Task description
If a line of the records contains the word "each", list it.

Supplied information
———

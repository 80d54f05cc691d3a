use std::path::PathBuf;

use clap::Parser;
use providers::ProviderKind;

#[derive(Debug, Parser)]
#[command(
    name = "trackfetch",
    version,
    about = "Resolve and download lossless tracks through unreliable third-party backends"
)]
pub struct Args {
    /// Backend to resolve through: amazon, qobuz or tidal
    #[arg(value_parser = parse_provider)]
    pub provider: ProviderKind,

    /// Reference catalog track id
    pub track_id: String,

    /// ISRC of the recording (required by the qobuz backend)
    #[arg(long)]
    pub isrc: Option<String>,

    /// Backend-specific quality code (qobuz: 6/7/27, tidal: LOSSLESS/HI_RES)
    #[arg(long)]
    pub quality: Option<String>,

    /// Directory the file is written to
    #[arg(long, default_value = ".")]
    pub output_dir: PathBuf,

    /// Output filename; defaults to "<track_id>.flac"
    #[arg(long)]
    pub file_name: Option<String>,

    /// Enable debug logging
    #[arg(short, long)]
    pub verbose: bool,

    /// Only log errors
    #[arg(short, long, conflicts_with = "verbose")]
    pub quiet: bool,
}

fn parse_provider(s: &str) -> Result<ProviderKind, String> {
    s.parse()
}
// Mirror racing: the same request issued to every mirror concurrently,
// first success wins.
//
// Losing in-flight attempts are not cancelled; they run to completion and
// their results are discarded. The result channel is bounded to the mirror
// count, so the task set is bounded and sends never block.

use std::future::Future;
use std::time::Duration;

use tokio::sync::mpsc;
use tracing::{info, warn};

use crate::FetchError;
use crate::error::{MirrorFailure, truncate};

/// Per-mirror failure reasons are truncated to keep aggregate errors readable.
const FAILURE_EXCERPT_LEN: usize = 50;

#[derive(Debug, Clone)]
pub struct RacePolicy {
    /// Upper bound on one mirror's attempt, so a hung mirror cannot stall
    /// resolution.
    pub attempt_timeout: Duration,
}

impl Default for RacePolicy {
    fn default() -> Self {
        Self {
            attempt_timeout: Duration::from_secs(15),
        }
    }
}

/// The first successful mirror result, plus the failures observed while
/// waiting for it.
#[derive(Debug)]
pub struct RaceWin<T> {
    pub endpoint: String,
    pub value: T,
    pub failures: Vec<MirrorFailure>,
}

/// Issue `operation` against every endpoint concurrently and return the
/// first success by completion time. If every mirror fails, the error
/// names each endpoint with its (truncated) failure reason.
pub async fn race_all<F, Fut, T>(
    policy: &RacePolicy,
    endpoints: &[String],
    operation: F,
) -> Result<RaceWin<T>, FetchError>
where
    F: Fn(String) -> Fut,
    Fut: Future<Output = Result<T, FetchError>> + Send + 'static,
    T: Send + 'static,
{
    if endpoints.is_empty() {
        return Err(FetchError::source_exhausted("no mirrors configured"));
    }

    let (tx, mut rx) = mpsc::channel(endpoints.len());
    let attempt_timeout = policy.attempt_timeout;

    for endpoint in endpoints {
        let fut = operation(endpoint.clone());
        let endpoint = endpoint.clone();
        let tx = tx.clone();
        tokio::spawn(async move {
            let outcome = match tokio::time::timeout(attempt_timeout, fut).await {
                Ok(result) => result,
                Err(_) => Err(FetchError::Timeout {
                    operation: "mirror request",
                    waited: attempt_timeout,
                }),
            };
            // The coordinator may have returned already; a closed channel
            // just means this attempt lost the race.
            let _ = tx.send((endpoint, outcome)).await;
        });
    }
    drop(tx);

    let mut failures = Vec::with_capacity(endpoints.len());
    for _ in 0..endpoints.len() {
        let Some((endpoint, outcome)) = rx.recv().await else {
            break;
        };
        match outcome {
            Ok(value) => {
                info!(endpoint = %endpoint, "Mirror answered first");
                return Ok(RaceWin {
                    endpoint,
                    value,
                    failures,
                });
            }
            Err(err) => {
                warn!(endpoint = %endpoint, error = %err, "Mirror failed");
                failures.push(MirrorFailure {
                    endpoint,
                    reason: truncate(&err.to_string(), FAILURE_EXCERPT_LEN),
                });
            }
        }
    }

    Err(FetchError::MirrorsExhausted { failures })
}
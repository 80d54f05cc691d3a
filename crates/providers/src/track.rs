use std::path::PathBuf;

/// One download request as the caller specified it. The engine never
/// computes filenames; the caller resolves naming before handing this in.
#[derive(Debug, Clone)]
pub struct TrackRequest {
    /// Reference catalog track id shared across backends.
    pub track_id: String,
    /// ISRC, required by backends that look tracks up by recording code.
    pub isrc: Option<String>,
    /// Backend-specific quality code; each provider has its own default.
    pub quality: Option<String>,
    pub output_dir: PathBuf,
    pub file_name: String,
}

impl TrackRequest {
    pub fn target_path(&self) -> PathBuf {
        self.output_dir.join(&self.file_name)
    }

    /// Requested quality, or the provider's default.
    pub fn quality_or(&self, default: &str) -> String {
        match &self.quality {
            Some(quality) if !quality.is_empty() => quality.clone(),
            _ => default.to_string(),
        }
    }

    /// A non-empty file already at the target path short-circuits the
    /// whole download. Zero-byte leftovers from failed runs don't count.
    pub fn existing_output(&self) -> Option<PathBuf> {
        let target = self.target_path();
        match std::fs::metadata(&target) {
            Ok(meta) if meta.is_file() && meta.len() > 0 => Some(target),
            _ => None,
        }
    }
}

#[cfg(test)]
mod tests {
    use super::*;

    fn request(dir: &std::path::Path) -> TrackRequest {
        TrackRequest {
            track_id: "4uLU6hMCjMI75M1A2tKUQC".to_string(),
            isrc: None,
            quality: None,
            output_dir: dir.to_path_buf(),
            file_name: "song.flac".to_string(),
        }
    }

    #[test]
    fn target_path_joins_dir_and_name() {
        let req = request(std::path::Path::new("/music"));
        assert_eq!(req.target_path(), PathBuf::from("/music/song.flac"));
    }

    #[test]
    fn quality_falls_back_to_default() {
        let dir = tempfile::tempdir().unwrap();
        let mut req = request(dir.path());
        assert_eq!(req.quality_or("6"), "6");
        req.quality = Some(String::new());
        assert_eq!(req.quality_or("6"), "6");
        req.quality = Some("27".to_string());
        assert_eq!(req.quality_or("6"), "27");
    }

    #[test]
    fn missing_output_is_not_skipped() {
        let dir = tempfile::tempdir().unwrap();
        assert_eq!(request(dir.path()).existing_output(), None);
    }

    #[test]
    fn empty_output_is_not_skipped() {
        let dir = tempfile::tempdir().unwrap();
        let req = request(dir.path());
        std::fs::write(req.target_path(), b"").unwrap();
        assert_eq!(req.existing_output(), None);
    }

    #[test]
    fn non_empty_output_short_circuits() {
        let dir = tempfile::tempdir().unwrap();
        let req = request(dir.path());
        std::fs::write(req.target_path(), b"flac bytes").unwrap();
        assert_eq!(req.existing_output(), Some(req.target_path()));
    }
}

———

Your response
/// names each endpoint with its (truncated) failure reason.
    /// Backend-specific quality code; each provider has its own default.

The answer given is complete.